I cant figure out how to match this:

RAW output
[2020-12-17T16:45:45+01:00]

Elasticsearch JSON

Dez 18 11:03:58 mon logstash[23980]:     "log_timestamp" => "2020-12-18T11:03:56+01:00",
Dez 18 11:03:58 mon logstash[23980]:          "@version" => "1",
Dez 18 11:03:58 mon logstash[23980]:              "tags" => [
Dez 18 11:03:58 mon logstash[23980]:         [0] "live0",
Dez 18 11:03:58 mon logstash[23980]:         [1] "beats_input_codec_plain_applied",
Dez 18 11:03:58 mon logstash[23980]:         [2] "_dateparsefailure"

Date filter plugin

date {
    match => [ "log_timestamp", "yyyyMMdd HHmmss", "yyyyMMdd HHmmss,SSS", "yyyy-MM-dd'T'HH:mm:ss +0100" ]
    target => "@timestamp"
    timezone => "Europe/Berlin"
    add_field => { "debug" => "timestampMatched" }
  }

Grok match
\[%{TIMESTAMP_ISO8601:log_timestamp}\]

Badger · December 18, 2020, 3:06pm

That would be yyyy-MM-dd'T'HH:mm:ssZZ.

calanon · December 21, 2020, 8:51am

@Badger
Thanks for your reply badger but I am still getting a dateparsefailure with that pattern:

Dez 21 09:48:57 mon logstash[23980]:     "log_timestamp" => "2020-12-21T09:48:50+01:00",
Dez 21 09:48:57 mon logstash[23980]:          "@version" => "1",
Dez 21 09:48:57 mon logstash[23980]:              "tags" => [
Dez 21 09:48:57 mon logstash[23980]:         [0] "live0",
Dez 21 09:48:57 mon logstash[23980]:         [1] "beats_input_codec_plain_applied",
Dez 21 09:48:57 mon logstash[23980]:         [2] "_dateparsefailure" 

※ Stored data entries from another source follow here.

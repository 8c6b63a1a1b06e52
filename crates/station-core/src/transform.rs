//! Drag, resize and rotate of selected elements.
//!
//! Two paths end in the same element state. Engine-driven gestures run a
//! [`DragSession`] from pointer events. A backend with its own transformer
//! widget reports final scale and rotation through [`NodeTransform`] and
//! [`end_transform`].

use kurbo::{Point, Rect, Vec2};

use crate::element::{Element, ElementId, MIN_ELEMENT_SIZE};
use crate::handles::HandleKind;
use crate::snap::GridConfig;

/// Final dimension after a transformer scale: never below the minimum.
pub fn resize_dimension(original: f64, scale: f64) -> f64 {
    let scaled = original * scale.abs();
    if scaled.is_nan() {
        MIN_ELEMENT_SIZE
    } else {
        scaled.max(MIN_ELEMENT_SIZE)
    }
}

/// Final node state reported by a backend transformer.
#[derive(Debug, Clone, Copy, PartialEq)]
pub struct NodeTransform {
    pub id: ElementId,
    pub x: f64,
    pub y: f64,
    pub scale_x: f64,
    pub scale_y: f64,
    /// Degrees added to the rotation at gesture start.
    pub rotation_delta: f64,
}

/// Commit backend transformer results into `elements`.
///
/// `originals` holds the elements as they were when the transform began.
/// Returns the ids whose backend scale must be reset to 1.
pub fn end_transform(
    elements: &mut [Element],
    originals: &[Element],
    nodes: &[NodeTransform],
) -> Vec<ElementId> {
    let mut reset = Vec::with_capacity(nodes.len());
    for node in nodes {
        let Some(original) = originals.iter().find(|e| e.id() == node.id) else {
            log::debug!("transform end for unknown original {}", node.id);
            continue;
        };
        let Some(element) = elements.iter_mut().find(|e| e.id() == node.id) else {
            continue;
        };
        if element.is_locked() {
            continue;
        }
        let base = original.base();
        let width = resize_dimension(base.width, node.scale_x);
        let height = resize_dimension(base.height, node.scale_y);

        *element = original.clone();
        let top_left = element.bounds().origin();
        element.set_bounds(Rect::from_origin_size(top_left, (width, height)));
        element.set_position(Point::new(node.x, node.y));
        element.base_mut().rotation = base.rotation + node.rotation_delta;
        reset.push(node.id);
    }
    reset
}

/// Move the sides of `bounds` selected by `handle` by `delta`.
///
/// A side stops at [`MIN_ELEMENT_SIZE`] from its opposite side. The opposite
/// side never moves.
pub fn resize_bounds(bounds: Rect, handle: HandleKind, delta: Vec2) -> Rect {
    let (left, top, right, bottom) = handle.moving_sides();
    let mut rect = bounds;
    if left {
        rect.x0 = (bounds.x0 + delta.x).min(bounds.x1 - MIN_ELEMENT_SIZE);
    }
    if right {
        rect.x1 = (bounds.x1 + delta.x).max(bounds.x0 + MIN_ELEMENT_SIZE);
    }
    if top {
        rect.y0 = (bounds.y0 + delta.y).min(bounds.y1 - MIN_ELEMENT_SIZE);
    }
    if bottom {
        rect.y1 = (bounds.y1 + delta.y).max(bounds.y0 + MIN_ELEMENT_SIZE);
    }
    rect
}

/// Map `rect` from the `from` frame into the `to` frame proportionally.
pub fn remap_rect(rect: Rect, from: Rect, to: Rect) -> Rect {
    let sx = if from.width() > 0.0 { to.width() / from.width() } else { 1.0 };
    let sy = if from.height() > 0.0 { to.height() / from.height() } else { 1.0 };
    Rect::new(
        to.x0 + (rect.x0 - from.x0) * sx,
        to.y0 + (rect.y0 - from.y0) * sy,
        to.x0 + (rect.x1 - from.x0) * sx,
        to.y0 + (rect.y1 - from.y0) * sy,
    )
}

/// Angle of `point` around `pivot`, in degrees.
pub fn angle_around(pivot: Point, point: Point) -> f64 {
    (point.y - pivot.y).atan2(point.x - pivot.x).to_degrees()
}

/// What an engine-driven gesture does.
#[derive(Debug, Clone, Copy, PartialEq)]
pub enum DragKind {
    Move,
    Resize(HandleKind),
    Rotate { pivot: Point },
}

/// An in-progress drag over a set of elements.
///
/// Elements are mutated live while dragging; nothing is committed until the
/// caller finishes the session.
#[derive(Debug, Clone)]
pub struct DragSession {
    pub kind: DragKind,
    pub start: Point,
    pub current: Point,
    /// The element under the pointer when a move started.
    pub pressed: Option<ElementId>,
    /// Elements as they were at gesture start. Locked elements are excluded.
    originals: Vec<Element>,
    /// Combined bounds of `originals` at gesture start.
    group: Rect,
}

impl DragSession {
    /// Start a session over `targets` (already filtered to movable elements).
    /// Returns `None` when there is nothing to move.
    pub fn begin(kind: DragKind, start: Point, targets: Vec<Element>) -> Option<Self> {
        let group = targets
            .iter()
            .map(Element::bounds)
            .reduce(|acc, r| acc.union(r))?;
        Some(Self {
            kind,
            start,
            current: start,
            pressed: None,
            originals: targets,
            group,
        })
    }

    pub fn with_pressed(mut self, id: ElementId) -> Self {
        self.pressed = Some(id);
        self
    }

    pub fn ids(&self) -> impl Iterator<Item = ElementId> + '_ {
        self.originals.iter().map(Element::id)
    }

    pub fn originals(&self) -> &[Element] {
        &self.originals
    }

    pub fn delta(&self) -> Vec2 {
        self.current - self.start
    }

    pub fn has_moved(&self) -> bool {
        self.delta() != Vec2::ZERO
    }

    /// Move the pointer to `point` and update the elements live.
    pub fn update(&mut self, elements: &mut [Element], point: Point) {
        self.current = point;
        let delta = self.delta();
        match self.kind {
            DragKind::Move => {
                self.for_each(elements, |element, original| {
                    element.set_position(original.position() + delta);
                });
            }
            DragKind::Resize(handle) => {
                let group = self.group;
                let target = resize_bounds(group, handle, delta);
                self.for_each(elements, |element, original| {
                    *element = original.clone();
                    element.set_bounds(remap_rect(original.bounds(), group, target));
                });
            }
            DragKind::Rotate { pivot } => {
                let spin = angle_around(pivot, point) - angle_around(pivot, self.start);
                self.for_each(elements, |element, original| {
                    element.base_mut().rotation = original.base().rotation + spin;
                });
            }
        }
    }

    /// Put every element back where it started.
    pub fn revert(&self, elements: &mut [Element]) {
        self.for_each(elements, |element, original| *element = original.clone());
    }

    /// End the gesture. Moves snap each element's position to the grid when
    /// snapping is on. Returns whether anything changed.
    pub fn finish(&self, elements: &mut [Element], grid: &GridConfig) -> bool {
        if !self.has_moved() {
            return false;
        }
        if self.kind == DragKind::Move && grid.snap {
            self.for_each(elements, |element, _| {
                let snapped = grid.apply(element.position());
                element.set_position(snapped);
            });
        }
        true
    }

    fn for_each(&self, elements: &mut [Element], mut f: impl FnMut(&mut Element, &Element)) {
        for original in &self.originals {
            if let Some(element) = elements.iter_mut().find(|e| e.id() == original.id()) {
                f(element, original);
            }
        }
    }
}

Dez 21 09:48:57 mon logstash[23980]:        "@timestamp" => 2020-12-21T08:48:51.000Z,
Dez 21 09:48:57 mon logstash[23980]:               "ecs" => {
Dez 21 09:48:57 mon logstash[23980]:         "version" => "1.5.0"
Dez 21 09:48:57 mon logstash[23980]:     },

Badger · December 21, 2020, 4:57pm

Not sure what would cause that. It works for me

input { generator { count => 1 lines => [ '' ] } }
filter {
    mutate { add_field => { "log_timestamp" => "2020-12-18T11:03:56+01:00" } }
    date { match => [ "log_timestamp", "yyyy-MM-dd'T'HH:mm:ssZZ" ] target => "@timestamp" }
}
output  { stdout { codec => rubydebug { metadata => false } } }

results in

   "@timestamp" => 2020-12-18T10:03:56.000Z,

system · January 18, 2021, 4:57pm

This topic was automatically closed 28 days after the last reply. New replies are no longer allowed.